Hinzu kommt der steigende Druck in der Heimat. Zwar hat Ministerpräsident Donald Tusk eine Entlassung abgelehnt. "Ich werde keine Konsequenzen ziehen gegen Politiker, deren einzige Sünde eine unzensierte Äußerung in einem vertraulichen Gespräch ist", sagte er. Die Politiker, die jetzt durch ihre Äußerungen beschämt seien, müssten mit einer kritischen Bewertung der Medien und später der Wähler rechnen - was auch auf Sikorski zielt, der einem Gesprächspartner unter anderem Bordellwitze erzählt hatte.

"Die Sprache des Lumpenproletariats"

In Anspielung vor allem auf die Wortwahl Sikorskis in Sachen USA sagte der nationalpatriotische Oppositionsführer Jarosław Kaczyński, dies sei "die Sprache des Lumpenproletariats", Polen werde heute von einer "Gruppe des Lumpenproletariats" regiert. Leszek Miller, der Vorsitzende der Sozialdemokraten, erklärte, Sikorski solle zurücktreten, wenn er die Allianz mit den USA nicht möge, andere Abgeordnete verschiedener Parteien schlossen sich dem an.

Angegriffen wurde der konservative Außenminister, der seinerseits offenbar ein stärkeres Engagement der Amerikaner in Mitteleuropa im Sinne hatte, auch wegen eines rassistisch anmutenden Begriffes, mit dem er seine polnischen Landsleute belegte.
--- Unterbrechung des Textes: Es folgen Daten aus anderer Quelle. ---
//! Itinerary item storage

use crate::itinerary_items::ItineraryItem;

use super::CreateItineraryItemValues;
use super::Database;
use super::ItineraryItemFilter;
use super::Page;
use super::Pagination;
use super::Result;
use super::UpdateItineraryItemValues;
use super::UpdateStatement;
use super::connection_error;
use super::now;

impl Database {
    /// Find a page of itinerary items, newest first
    pub async fn find_itinerary_items(
        &self,
        filter: ItineraryItemFilter,
        pagination: Pagination,
    ) -> Result<Page<ItineraryItem>> {
        let total = sqlx::query_scalar::<_, i64>(
            r"
            SELECT COUNT(*)
            FROM itinerary_items
            WHERE (?1 IS NULL OR trip_id = ?1)
                AND (?2 IS NULL OR destination_id = ?2)
            ",
        )
        .bind(filter.trip_id)
        .bind(filter.destination_id)
        .fetch_one(&self.connection_pool)
        .await
        .map_err(connection_error)?;

        let items = sqlx::query_as::<_, ItineraryItem>(
            r"
            SELECT *
            FROM itinerary_items
            WHERE (?1 IS NULL OR trip_id = ?1)
                AND (?2 IS NULL OR destination_id = ?2)
            ORDER BY created_at DESC, id DESC
            LIMIT ?3 OFFSET ?4
            ",
        )
        .bind(filter.trip_id)
        .bind(filter.destination_id)
        .bind(pagination.limit)
        .bind(pagination.offset)
        .fetch_all(&self.connection_pool)
        .await
        .map_err(connection_error)?;

        Ok(Page { items, total })
    }

    /// Find a single itinerary item by ID
    pub async fn find_single_itinerary_item_by_id(&self, id: i64) -> Result<Option<ItineraryItem>> {
        let item = sqlx::query_as::<_, ItineraryItem>(
            r"
            SELECT *
            FROM itinerary_items
            WHERE id = ?1
            LIMIT 1
            ",
        )
        .bind(id)
        .fetch_optional(&self.connection_pool)
        .await
        .map_err(connection_error)?;

        Ok(item)
    }

    /// Create an itinerary item
    ///
    /// The trip, and the destination when set, are expected to exist
    pub async fn create_itinerary_item(
        &self,
        values: &CreateItineraryItemValues<'_>,
    ) -> Result<ItineraryItem> {
        let item = sqlx::query_as::<_, ItineraryItem>(
            r"
            INSERT INTO itinerary_items (
                trip_id,
                destination_id,
                title,
                description,
                date,
                start_time,
                end_time,
                location,
                cost,
                created_at,
                updated_at
            )
            VALUES (?1, ?2, ?3, ?4, ?5, ?6, ?7, ?8, ?9, ?10, ?10)
            RETURNING *
            ",
        )
        .bind(values.trip_id)
        .bind(values.destination_id)
        .bind(values.title)
        .bind(values.description)
        .bind(values.date)
        .bind(values.start_time)
        .bind(values.end_time)
        .bind(values.location)
        .bind(values.cost)
        .bind(now())
        .fetch_one(&self.connection_pool)
        .await
        .map_err(connection_error)?;

        Ok(item)
    }

    /// Update an itinerary item with the provided values
    ///
    /// Only the provided columns are written, `updated_at` is always refreshed. `None` when the
    /// itinerary item no longer exists.
    pub async fn update_itinerary_item(
        &self,
        item: &ItineraryItem,
        values: UpdateItineraryItemValues,
    ) -> Result<Option<ItineraryItem>> {
        let mut statement = UpdateStatement::new("itinerary_items");
        statement
            .set_required("trip_id", values.trip_id)
            .set("destination_id", values.destination_id)
            .set_required("title", values.title)
            .set("description", values.description)
            .set("date", values.date)
            .set("start_time", values.start_time)
            .set("end_time", values.end_time)
            .set("location", values.location)
            .set("cost", values.cost);

        statement
            .fetch_optional(item.id, &self.connection_pool)
            .await
    }

    /// Delete an itinerary item
    pub async fn delete_itinerary_item(&self, item: &ItineraryItem) -> Result<()> {
        sqlx::query("DELETE FROM itinerary_items WHERE id = ?1")
            .bind(item.id)
            .execute(&self.connection_pool)
            .await
            .map_err(connection_error)?;

        Ok(())
    }
}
Er bezichtigte sie der "murzyńskość" - was man mit "Negermentalität" übersetzen könnte und hier offenbar Unterwürfigkeit meinte. "Das wird dem Minister im Ausland sehr schaden", sagte der einflussreiche polnische Präsidentenberater Tomasz Nałęcz. Sikorski solle sich fragen, "wie der Außenminister eines ernsthaften, zivilisierten Landes der Welt an seiner Stelle handeln würde", auch das eine kaum verhüllte Rücktrittsforderung. Staatspräsident Bronisław Komorowski beklagte allgemein den Sprachverfall und sagte, die offizielle Linie des polnischen Staates gegenüber den USA sei unverändert.

Unschön sind auch einige der nun bekannt gewordenen Zitate des einstigen Oxford-Studenten über den britischen Premierminister David Cameron. Sikorski beklagte demnach dessen "Inkompetenz in europäischen Fragen", sprach davon, Cameron habe den Fiskalpakt "versaut" und kam zum Schluss, dass Cameron "diese ganze dumme Propaganda glaubt". Auf britische Unterstützung wird Sikorski nun eher nicht hoffen dürfen. Anderswo hat er womöglich sogar Sympathien gewonnen.